Test-Time Prompt Tuning for Zero-Shot Generalization in Vision-Language Models
Manli Shu, Weili Nie, De-An Huang, Zhiding Yu, Tom Goldstein, Anima Anandkumar, Chaowei Xiao
TL;DR
This paper tackles zero-shot generalization in vision–language models by introducing Test-Time Prompt Tuning (TPT), which adapts prompts on a per-test-sample basis without requiring task-specific training data. TPT learns prompts through an entropy-based objective over multiple augmented views and employs a confidence filter to discard noisy views, enabling robust zero-shot performance on image classification and context-dependent reasoning tasks like Bongard-HOI. Empirical results show TPT improves zero-shot CLIP performance on natural distribution shifts (average ~3.6% gain; up to 6.9% on ImageNet-A) and matches or exceeds state-of-the-art few-shot prompt tuning on cross-dataset generalization, while also achieving strong results in context-dependent visual reasoning.
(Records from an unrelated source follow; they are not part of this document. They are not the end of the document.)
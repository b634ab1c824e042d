use crate::{
    collectors::{
        fields::float_field,
        Collector,
    },
    error::GatewayError,
    metrics::{
        LoadAverage,
        MetricsRecord,
    },
};
use eyre::Result;
use hostinguard_config::{
    ControlPanelAuth,
    ControlPanelConfig,
};
use reqwest::{
    header::AUTHORIZATION,
    Client as HttpClient,
};
use serde_json::Value;
use std::{
    future::Future,
    pin::Pin,
};
use url::Url;

const SERVICE: &str = "control panel API";

/// Reads the load average of a host through the WHM / cPanel JSON API.
pub struct ControlPanelCollector {
    config: ControlPanelConfig,
    auth: ControlPanelAuth,
    http_client: HttpClient,
}

impl ControlPanelCollector {
    pub fn new(config: ControlPanelConfig, http_client: HttpClient) -> Result<Self, GatewayError> {
        let auth = config.auth()?;
        Ok(Self {
            config,
            auth,
            http_client,
        })
    }

    fn api_url(&self, command: &str) -> Result<Url, GatewayError> {
        let base = format!(
            "{}://{}:{}/json-api/",
            self.config.scheme(),
            self.config.host,
            self.config.port()
        );
        Ok(Url::parse(&base)?.join(command)?)
    }

    /// Calls a WHM API function and returns its JSON response.
    async fn call(&self, command: &str) -> Result<Value, GatewayError> {
        let request = self.http_client.get(self.api_url(command)?);
        let request = match &self.auth {
            ControlPanelAuth::Password(password) => request.basic_auth(&self.config.username, Some(password)),
            ControlPanelAuth::AccessHash(hash) => {
                request.header(AUTHORIZATION, format!("WHM {}:{}", self.config.username, hash))
            }
        };
        let response = request
            .send()
            .await
            .and_then(|response| response.error_for_status())
            .map_err(GatewayError::http(SERVICE))?;
        response.json().await.map_err(GatewayError::http(SERVICE))
    }

    #[instrument(level = "debug", skip(self), fields(host = %self.config.host))]
    pub async fn fetch_load_average(&self) -> Result<LoadAverage, GatewayError> {
        let loadavg = self.call("loadavg").await?;
        Ok(LoadAverage {
            cpu_1: float_field(SERVICE, &loadavg, "one")?,
            cpu_5: float_field(SERVICE, &loadavg, "five")?,
            cpu_15: float_field(SERVICE, &loadavg, "fifteen")?,
        })
    }
}

impl Collector for ControlPanelCollector {
    fn collect(&self) -> Pin<Box<dyn Future<Output = Result<MetricsRecord>> + Send + '_>> {
        Box::pin(async move { Ok(self.fetch_load_average().await?.into()) })
    }

    fn name(&self) -> &'static str {
        "ControlPanelCollector"
    }
}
Overall, TPT demonstrates that prompting strategies at test time can substantially enhance the generalization capabilities of vision-language foundation models without access to additional training data, with a clear path for broader application and efficiency considerations.
Abstract
Pre-trained vision-language models (e.g., CLIP) have shown promising zero-shot generalization in many downstream tasks with properly designed text prompts. Instead of relying on hand-engineered prompts, recent works learn prompts using the training data from downstream tasks. While effective, training on domain-specific data reduces a model's generalization capability to unseen new domains. In this work, we propose test-time prompt tuning (TPT), a method that can learn adaptive prompts on the fly with a single test sample. For image classification, TPT optimizes the prompt by minimizing the entropy with confidence selection so that the model has consistent predictions across different augmented views of each test sample. In evaluating generalization to natural distribution shifts, TPT improves the zero-shot top-1 accuracy of CLIP by 3.6% on average, surpassing previous prompt tuning approaches that require additional task-specific training data. In evaluating cross-dataset generalization with unseen categories, TPT performs on par with the state-of-the-art approaches that use additional training data. Project page: https://azshue.github.io/TPT.